The Correct Option is B

Step 1: Understanding the Concept:
"Coinciding foci" means they have the same $ae$ value.
We find foci of ellipse first, then use hyperbola eccentricity to find its semi-axes.
Step 2: Key Formula or Approach:
Ellipse: $a_e^2 = 25, b_e^2 = 9$. Focus $c = \sqrt{a_e^2 - b_e^2} = 4$.
Hyperbola: $c = a_h e_h = 4$. Given $e_h = 2$.

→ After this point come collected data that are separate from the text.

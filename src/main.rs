//! rule-compiler
//!
//! Compiles ingress-like source objects into route and redirect tables.
//!
//! # Architecture Overview
//!
//! ```text
//!     declarations.json ──▶ config::loader ──▶ ingest::Controller
//!                                                 │
//!                          ┌──────────────────────┼──────────────────────┐
//!                          ▼                      ▼                      ▼
//!                   route RuleCompiler    redirect RuleCompiler    ServiceRegistry
//!                          │                      │
//!                          └──────────┬───────────┘
//!                                     ▼
//!                     compiler (classify → order → condition)
//!                                     │
//!                                     ▼
//!                       publish::TablePublisher ──▶ route / redirect files
//! ```
//!
//! # Commands
//! - `compile`: one pass, write both tables
//! - `check`: one pass, print per-source status, write nothing
//! - `watch`: compile, then recompile on every declarations change

use std::path::{Path, PathBuf};
use std::process::ExitCode;

use clap::{Parser, Subcommand};

use rule_compiler::config::{load_config, load_sources, CompilerConfig};
use rule_compiler::lifecycle::{self, Shutdown, Written};
use rule_compiler::observability::logging::init_logging;

#[derive(Parser)]
#[command(name = "rule-compiler")]
#[command(about = "Compile ingress declarations into route and redirect tables", long_about = None)]
struct Cli {
    /// TOML configuration file; defaults apply when omitted
    #[arg(short, long)]
    config: Option<PathBuf>,

    #[command(subcommand)]
    command: Commands,
}

#[derive(Subcommand)]
enum Commands {
    /// Compile once and write the tables
    Compile {
        /// Print the route table to stdout as well
        #[arg(long)]
        stdout: bool,
    },
    /// Compile once and print each source's status
    Check,
    /// Compile, then recompile whenever the declarations file changes
    Watch,
}

#[tokio::main]
async fn main() -> ExitCode {
    let cli = Cli::parse();

    let config = match &cli.config {
        Some(path) => match load_config(path) {
            Ok(config) => config,
            Err(e) => {
                eprintln!("Failed to load {}: {}", path.display(), e);
                return ExitCode::FAILURE;
            }
        },
        None => CompilerConfig::default(),
    };
    init_logging(&config.observability);

    tracing::info!(
        declarations = %config.input.declarations_path,
        redirect_enabled = config.modules.redirect_enabled,
        "rule-compiler v{} starting",
        env!("CARGO_PKG_VERSION")
    );

    match run(cli.command, config).await {
        Ok(code) => code,
        Err(e) => {
            tracing::error!(error = %e, "rule-compiler failed");
            ExitCode::FAILURE
        }
    }
}

async fn run(command: Commands, config: CompilerConfig) -> Result<ExitCode, Box<dyn std::error::Error>> {
    match command {
        Commands::Compile { stdout } => {
            let sources = load_sources(Path::new(&config.input.declarations_path))?;
            let (controller, statuses) = lifecycle::compile_once(&config, sources);
            lifecycle::write_tables(&controller, &config.output, Written::default())?;
            if stdout {
                println!("{}", serde_json::to_string_pretty(controller.route_table().as_ref())?);
            }
            Ok(exit_code(statuses.iter().all(|s| s.is_ok())))
        }
        Commands::Check => {
            let sources = load_sources(Path::new(&config.input.declarations_path))?;
            let (_, statuses) = lifecycle::compile_once(&config, sources);
            for status in &statuses {
                println!("{}\t{}", status.source, status.status_value().render());
            }
            Ok(exit_code(statuses.iter().all(|s| s.is_ok())))
        }
        Commands::Watch => {
            let shutdown = Shutdown::new();
            let listener = shutdown.listener();
            let signals = lifecycle::spawn_signal_handler(shutdown.clone());
            lifecycle::run_watch(config, listener).await?;
            signals.abort();
            Ok(ExitCode::SUCCESS)
        }
    }
}

fn exit_code(all_ok: bool) -> ExitCode {
    if all_ok {
        ExitCode::SUCCESS
    } else {
        ExitCode::FAILURE
    }
}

Relation $b^2 = a^2(e^2 - 1)$.
Step 3: Detailed Explanation:
$a_h(2) = 4 \implies a_h = 2 \implies a_h^2 = 4$.
$b_h^2 = 4(2^2 - 1) = 4(3) = 12$.
Equation: $\frac{x^2}{4} - \frac{y^2}{12} = 1$.
Step 4: Final Answer:
The equation is $\frac{x^2}{4} - \frac{y^2}{12} = 1$.